Rep Hinson and Senator Perry at the September 27 Legislative Delegation meeting

BY JENNIFER CABRERA

Following a unanimous vote today by the Alachua County Commission to oppose a proposal for single-member districts that will be discussed at tomorrow’s Special Legislative Delegation meeting, County Commissioner Ken Cornell sent an official letter to Senator Keith Perry, suggesting that State Representative Chuck Clemons is only proposing the ballot initiative because he wants to be a county commissioner.

Cornell’s letter calls the local bill a “political assault on the Alachua County Home-Rule Charter and our citizens.” He also claims that single-member districts would “reduce each citizen’s representation and voice.” Alachua Chronicle published Len Cabrera’s opinion piece discussing that argument today; it can be found here.

Cornell states that at-large commissioners “focus on the good of the County as a whole and are not constantly fighting for scraps to bring home to their districts.” Cornell goes on to write, “The motivation is clear, Rep. Clemons’ local bill is a thinly veiled attempt to create a single-member gerrymandered County Commission district in 2024, so that he or another candidate from the small but vocal portion of his base can win a commission seat in Alachua County.” Cornell neglects to mention that the county commission will draw the districts, not Clemons and not the legislature, and he states, “Single-member districts are nothing more than an attempt to gerrymander a district that would ensure a far-right conservative is elected.”

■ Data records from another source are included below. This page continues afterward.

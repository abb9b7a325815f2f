use super::envelope::SinkEnvelope;
use reqwest::header::{AUTHORIZATION, HeaderValue};
use reqwest::{Client, ClientBuilder, Url};
use std::sync::Arc;
use std::sync::atomic::{AtomicU64, Ordering};
use std::time::{Duration, Instant};
use thiserror::Error;
use tracing::{debug, info, warn};

#[derive(Error, Debug)]
pub enum SinkError {
    #[error("Invalid configuration: {0}")]
    InvalidConfiguration(String),
    #[error("Collector returned HTTP {status}: {body}")]
    Status { status: u16, body: String },
    #[error("Network error: {0}")]
    Network(#[from] reqwest::Error),
    #[error("Serialization error: {0}")]
    Serialization(#[from] serde_json::Error),
}

#[derive(Debug, Clone)]
pub struct SinkConfig {
    pub endpoint: String,
    pub token: String,
    pub auth_scheme: String,
    pub verify_tls: bool,
    pub timeout: Duration,
    pub connection_timeout: Duration,
    pub user_agent: String,
    pub verbose: bool,
}

impl Default for SinkConfig {
    fn default() -> Self {
        Self {
            endpoint: "https://localhost:8088/services/collector/event".to_string(),
            token: String::new(),
            auth_scheme: "Splunk".to_string(),
            verify_tls: false,
            timeout: Duration::from_secs(30),
            connection_timeout: Duration::from_secs(10),
            user_agent: format!("perf-stats-forwarder/{}", env!("CARGO_PKG_VERSION")),
            verbose: false,
        }
    }
}

/// What the collector answered for one event.
#[derive(Debug, Clone, PartialEq, Eq)]
pub struct SinkResponse {
    pub status: u16,
    pub body: String,
}

#[derive(Debug, Default)]
pub struct SinkStats {
    total_requests: AtomicU64,
    successful_requests: AtomicU64,
    failed_requests: AtomicU64,
    total_response_time_ms: AtomicU64,
}

#[derive(Debug, Clone, Copy, PartialEq, Eq)]
pub struct SinkStatsSnapshot {
    pub total_requests: u64,
    pub successful_requests: u64,
    pub failed_requests: u64,
    pub average_response_time: Duration,
}

impl SinkStats {
    pub fn record_request(&self, success: bool, response_time: Duration) {
        self.total_requests.fetch_add(1, Ordering::Relaxed);
        self.total_response_time_ms
            .fetch_add(response_time.as_millis() as u64, Ordering::Relaxed);

        if success {
            self.successful_requests.fetch_add(1, Ordering::Relaxed);
        } else {
            self.failed_requests.fetch_add(1, Ordering::Relaxed);
        }
    }

    pub fn snapshot(&self) -> SinkStatsSnapshot {
        let total_requests = self.total_requests.load(Ordering::Relaxed);
        let total_response_time = self.total_response_time_ms.load(Ordering::Relaxed);

        let average_response_time = if total_requests > 0 {
            Duration::from_millis(total_response_time / total_requests)
        } else {
            Duration::ZERO
        };

        SinkStatsSnapshot {
            total_requests,
            successful_requests: self.successful_requests.load(Ordering::Relaxed),
            failed_requests: self.failed_requests.load(Ordering::Relaxed),
            average_response_time,
        }
    }
}

/// Posts one envelope per request to the collector. No batching, no retry.
#[derive(Debug, Clone)]
pub struct SinkForwarder {
    client: Client,
    endpoint: Url,
    authorization: HeaderValue,
    verbose: bool,
    stats: Arc<SinkStats>,
}

impl SinkForwarder {
    pub fn new(config: SinkConfig) -> Result<Self, SinkError> {
        let endpoint: Url = config.endpoint.parse().map_err(|e| {
            SinkError::InvalidConfiguration(format!("Invalid sink URL '{}': {e}", config.endpoint))
        })?;

        let mut authorization =
            HeaderValue::from_str(&format!("{} {}", config.auth_scheme, config.token)).map_err(
                |_| SinkError::InvalidConfiguration("Sink token is not a valid header value".to_string()),
            )?;
        authorization.set_sensitive(true);

        if !config.verify_tls {
            warn!(endpoint = %endpoint, "TLS certificate verification disabled for collector");
        }

        let client = ClientBuilder::new()
            .timeout(config.timeout)
            .connect_timeout(config.connection_timeout)
            .user_agent(&config.user_agent)
            .danger_accept_invalid_certs(!config.verify_tls)
            .build()
            .map_err(|e| {
                SinkError::InvalidConfiguration(format!("Failed to build HTTP client: {e}"))
            })?;

        Ok(Self {
            client,
            endpoint,
            authorization,
            verbose: config.verbose,
            stats: Arc::new(SinkStats::default()),
        })
    }

    pub fn stats(&self) -> SinkStatsSnapshot {
        self.stats.snapshot()
    }

    /// Sends one envelope and waits for the collector's answer.
    ///
    /// The status line is logged before a non-2xx answer is turned into
    /// `SinkError::Status`.
    pub async fn send(&self, envelope: &SinkEnvelope<'_>) -> Result<SinkResponse, SinkError> {
        if self.verbose {
            info!(
                "Sending to collector: {}",
                serde_json::to_string_pretty(envelope)?
            );
        }

        let start = Instant::now();
        let response = match self
            .client
            .post(self.endpoint.clone())
            .header(AUTHORIZATION, self.authorization.clone())
            .json(envelope)
            .send()
            .await
        {
            Ok(response) => response,
            Err(e) => {
                self.stats.record_request(false, start.elapsed());
                return Err(SinkError::Network(e));
            }
        };

        let status = response.status();
        let body = match response.text().await {
            Ok(body) => body,
            Err(e) => {
                debug!(error = %e, "Failed to read collector response body");
                String::new()
            }
        };
        self.stats.record_request(status.is_success(), start.elapsed());

        if self.verbose {
            debug!(status = status.as_u16(), "Collector responded");
        } else {
            info!(
                timestamp = %envelope.event.timestamp,
                status = status.as_u16(),
                "{} - Response from collector: {} - {}",
                envelope.event.timestamp,
                status.as_u16(),
                body
            );
        }

        if status.is_success() {
            Ok(SinkResponse {
                status: status.as_u16(),
                body,
            })
        } else {
            Err(SinkError::Status {
                status: status.as_u16(),
                body,
            })
        }
    }
}
use crate::domain::FlatRecord;
use serde::Serialize;

pub const DEFAULT_SOURCETYPE: &str = "json_http";
pub const DEFAULT_INDEX: &str = "main";

/// Wire envelope expected by the HTTP event collector.
#[derive(Debug, Clone, Serialize)]
pub struct SinkEnvelope<'a> {
    pub event: &'a FlatRecord,
    pub sourcetype: &'a str,
    pub index: &'a str,
}

/// Wraps flat records into collector envelopes. Field values pass through untouched.
#[derive(Debug, Clone, PartialEq, Eq)]
pub struct EventFormatter {
    sourcetype: String,
    index: String,
}

impl EventFormatter {
    pub fn new(sourcetype: impl Into<String>, index: impl Into<String>) -> Self {
        Self {
            sourcetype: sourcetype.into(),
            index: index.into(),
        }
    }

    pub fn format<'a>(&'a self, record: &'a FlatRecord) -> SinkEnvelope<'a> {
        SinkEnvelope {
            event: record,
            sourcetype: &self.sourcetype,
            index: &self.index,
        }
    }
}

impl Default for EventFormatter {
    fn default() -> Self {
        Self::new(DEFAULT_SOURCETYPE, DEFAULT_INDEX)
    }
}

Cornell then directly accuses Clemons of supporting the local bill so he can run for county commission: “Many Representatives choose to run for County Commission seats after their terms expire in the state legislature… Rep. Clemons’ term expires in 2024.”

Cornell calls the local bill a “political assault” a second time and says it “is a dangerous attempt to interfere in the governance of one of Florida’s 20 Home-Rule Charter Counties.” He says it is “patently false” that people in the small cities have no representation and that the reason there are no conservatives on the Gainesville City Commission or Alachua County Commission is “they don’t want to do the work to get their candidates elected… When this group says ‘can’t,’ they mean ‘won’t,’ as in they won’t do the hard work to get their candidates elected.”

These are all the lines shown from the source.